REQUIRED WORK
Some of the lines below need repeating. Reproduce exactly those between the lines holding "(self.raw & Self::RDRF) != 0" and "byte rings |", inclusive.

EXTRACTED RECORDS
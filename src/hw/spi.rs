// SPDX-License-Identifier: MIT
// © 2025–2026 Christopher Liu

//! SPI0 master-mode bring-up.
//!
//! Only the one-time module configuration: clock gate, master mode, continuous SCK. Transfers are
//! not implemented; SPI0 stays halted (MDIS set) until a device driver takes it over.

use tock_registers::{
    interfaces::{ReadWriteable, Readable},
    register_bitfields, register_structs,
    registers::ReadWrite,
};

use super::kinetis;

const SPI0_BASE: usize = 0x4002_C000;

register_structs! {
    SpiRegisters {
        (0x00 => mcr: ReadWrite<u32, MCR::Register>),
        (0x04 => @END),
    }
}

register_bitfields! [
    u32,
    MCR [
        /// Master mode
        MSTR OFFSET(31) NUMBITS(1) [],
        /// Continuous SCK
        CONT_SCKE OFFSET(30) NUMBITS(1) [],
        /// Module disable (clock gated off by software)
        MDIS OFFSET(14) NUMBITS(1) [],
        HALT OFFSET(0) NUMBITS(1) []
    ]
];

#[inline]
fn spi0() -> &'static SpiRegisters {
    unsafe { &*(SPI0_BASE as *const SpiRegisters) }
}

/// Gate SPI0 on and put it in master mode with a continuous serial clock.
///
/// The module is left disabled (MDIS) so software can enable it once a chip select is chosen.
pub fn spi0_init() {
    kinetis::gate_spi0();

    let spi = spi0();
    spi.mcr
        .modify(MCR::MSTR::SET + MCR::CONT_SCKE::SET + MCR::MDIS::SET);

    debug!("SPI0 master mode, mcr={:#x}", spi.mcr.get());
}

/// Whether SPI0 has been put in master mode.
pub fn spi0_is_master() -> bool {
    spi0().mcr.is_set(MCR::MSTR)
}
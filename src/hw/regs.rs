// SPDX-License-Identifier: MIT
// © 2025–2026 Christopher Liu

//! Kinetis UART register file, as seen by the driver.
//!
//! The driver only needs 8-bit reads and writes of a handful of registers, so it talks to this
//! trait instead of MMIO directly. [`KinetisUart`](super::kinetis::KinetisUart) implements it
//! over the real peripheral; tests implement it over a simulated one.
//!
//! Reads are not side-effect free: reading `S1` then `D` is what clears RDRF.

/// UART registers used by the driver. Discriminants are byte offsets from the peripheral base.
#[derive(Copy, Clone, Debug, Eq, PartialEq)]
#[repr(u8)]
pub enum Reg {
    /// Baud rate high: `SBR[12:8]` in bits 4:0.
    Bdh = 0x00,
    /// Baud rate low: `SBR[7:0]`. Writing it latches the new divisor.
    Bdl = 0x01,
    /// Control 1: frame format. Zero is 8N1.
    C1 = 0x02,
    /// Control 2: interrupt and TX/RX enables.
    C2 = 0x03,
    /// Status 1.
    S1 = 0x04,
    /// Data.
    D = 0x07,
    /// Control 4: `BRFA` in bits 4:0.
    C4 = 0x0A,
}

/// Register access for one UART instance.
///
/// All methods take `&self`: the mainline half and the interrupt half of a running driver hold
/// the same register handle.
pub trait UartRegisters {
    fn read(&self, reg: Reg) -> u8;
    fn write(&self, reg: Reg, value: u8);

    /// Read-modify-write. Not atomic; callers that race an interrupt must hold a critical section.
    #[inline]
    fn modify<F: FnOnce(u8) -> u8>(&self, reg: Reg, f: F) {
        let value = self.read(reg);
        self.write(reg, f(value));
    }
}

impl<T: UartRegisters + ?Sized> UartRegisters for &T {
    #[inline]
    fn read(&self, reg: Reg) -> u8 {
        (**self).read(reg)
    }

    #[inline]
    fn write(&self, reg: Reg, value: u8) {
        (**self).write(reg, value)
    }
}

// Bit masks
pub mod bdh {
    pub const SBR: u8 = 0x1F;
}

pub mod c2 {
    /// Transmit interrupt enable (TDRE).
    pub const TIE: u8 = 1 << 7;
    /// Transmission complete interrupt enable.
    pub const TCIE: u8 = 1 << 6;
    /// Receive interrupt enable (RDRF).
    pub const RIE: u8 = 1 << 5;
    /// Idle line interrupt enable.
    pub const ILIE: u8 = 1 << 4;
    /// Transmitter enable.
    pub const TE: u8 = 1 << 3;
    /// Receiver enable.
    pub const RE: u8 = 1 << 2;
}

pub mod c4 {
    pub const BRFA: u8 = 0x1F;
}

/// Status register 1 snapshot.
#[derive(Copy, Clone, Debug, Eq, PartialEq)]
#[cfg_attr(feature = "defmt", derive(defmt::Format))]
pub struct Status {
    raw: u8,
}

impl Status {
    pub const TDRE: u8 = 1 << 7;
    pub const TC: u8 = 1 << 6;
    pub const RDRF: u8 = 1 << 5;
    pub const IDLE: u8 = 1 << 4;
    pub const OR: u8 = 1 << 3;
    pub const NF: u8 = 1 << 2;
    pub const FE: u8 = 1 << 1;
    pub const PF: u8 = 1 << 0;

    #[inline]
    pub fn from_raw(raw: u8) -> Self {
        Self { raw }
    }

    #[inline]
    pub fn raw(&self) -> u8 {
        self.raw
    }

    /// Transmit data register empty.
    #[inline]
    pub fn tdre(&self) -> bool {
        (self.raw & Self::TDRE) != 0
    }

    /// Transmission complete (shift register idle too).
    #[inline]
    pub fn tc(&self) -> bool {
        (self.raw & Self::TC) != 0
    }

    /// Receive data register full.
    #[inline]
    pub fn rdrf(&self) -> bool {
        (self.raw & Self::RDRF) != 0
    }

    /// Receiver overrun.
    #[inline]
    pub fn overrun(&self) -> bool {
        (self.raw & Self::OR) != 0
    }

    #[inline]
    pub fn noise(&self) -> bool {
        (self.raw & Self::NF) != 0
    }

    #[inline]
    pub fn framing(&self) -> bool {
        (self.raw & Self::FE) != 0
    }

    #[inline]
    pub fn parity(&self) -> bool {
        (self.raw & Self::PF) != 0
    }

    /// The first receive error flagged, if any, in order of severity.
    pub fn rx_error(&self) -> Option<crate::error::RxError> {
        use crate::error::RxError;
        if self.overrun() {
            Some(RxError::Overrun)
        } else if self.framing() {
            Some(RxError::Framing)
        } else if self.noise() {
            Some(RxError::Noise)
        } else if self.parity() {
            Some(RxError::Parity)
        } else {
            None
        }
    }
}
// SPDX-License-Identifier: MIT
// © 2025–2026 Christopher Liu

//! # K64 Serial
//!
//! Interrupt-driven, buffered UART driver for the NXP Kinetis K64 (FRDM-K64F), written in Rust,
//! targeting a Cortex-M4 running from the 20.48 MHz FLL clock (640 × 32.768 kHz).
//!
//! ## Crate Structure
//!
//! | Module | Purpose |
//! | ------ | -------- |
//! | [`baud`] | SBR/BRFA divisor calculation |
//! | [`queue`] | Lock-free single-producer/single-consumer byte rings |
//! | [`usart`] | UART typestate, buffered and polling running modes, interrupt handler, console |
//! | [`hw`] | Register access: trait seam, K64 MMIO blocks, clock gates, SPI0 |
//! | [`config`] | Board constants and per-UART configuration |
//! | [`error`] | Configuration and receive line errors |
//!
//! ## Getting Started
//!
//! Host tests:
//!
//! ```bash
//! cargo test --lib
//! ```
//!
//! Flash the board:
//!
//! ```bash
//! cargo run --release --target thumbv7em-none-eabihf
//! ```
//!
//! ## License
//!
//! Licensed under the **MIT License**.
//! See the `LICENSE` file in the repository root for full terms.
//!
//! © 2025–2026 Christopher Liu

#![cfg_attr(not(test), no_std)]

// Must come first so the logging macros are visible to every other module.
mod fmt;

pub mod baud;
pub mod config;
pub mod error;
pub mod hw;
pub mod queue;
pub mod usart;

pub use baud::BaudDivisor;
pub use config::{TxIdlePolicy, UartConfig};
pub use error::{ConfigError, RxError};
pub use queue::ByteQueue;
pub use usart::{BlockingUart, BufferedUart, Channel, Console, IrqHandler, IrqSlot, Uart};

RESPONSE TO THE TASK
        (self.raw & Self::RDRF) != 0
    }

    /// Receiver overrun.
    #[inline]
    pub fn overrun(&self) -> bool {
        (self.raw & Self::OR) != 0
    }

    #[inline]
    pub fn noise(&self) -> bool {
        (self.raw & Self::NF) != 0
    }

    #[inline]
    pub fn framing(&self) -> bool {
        (self.raw & Self::FE) != 0
    }

    #[inline]
    pub fn parity(&self) -> bool {
        (self.raw & Self::PF) != 0
    }

    /// The first receive error flagged, if any, in order of severity.
    pub fn rx_error(&self) -> Option<crate::error::RxError> {
        use crate::error::RxError;
        if self.overrun() {
            Some(RxError::Overrun)
        } else if self.framing() {
            Some(RxError::Framing)
        } else if self.noise() {
            Some(RxError::Noise)
        } else if self.parity() {
            Some(RxError::Parity)
        } else {
            None
        }
    }
}
// SPDX-License-Identifier: MIT
// © 2025–2026 Christopher Liu

//! # K64 Serial
//!
//! Interrupt-driven, buffered UART driver for the NXP Kinetis K64 (FRDM-K64F), written in Rust,
//! targeting a Cortex-M4 running from the 20.48 MHz FLL clock (640 × 32.768 kHz).
//!
//! ## Crate Structure
//!
//! | Module | Purpose |
//! | ------ | -------- |
//! | [`baud`] | SBR/BRFA divisor calculation |
//! | [`queue`] | Lock-free single-producer/single-consumer byte rings |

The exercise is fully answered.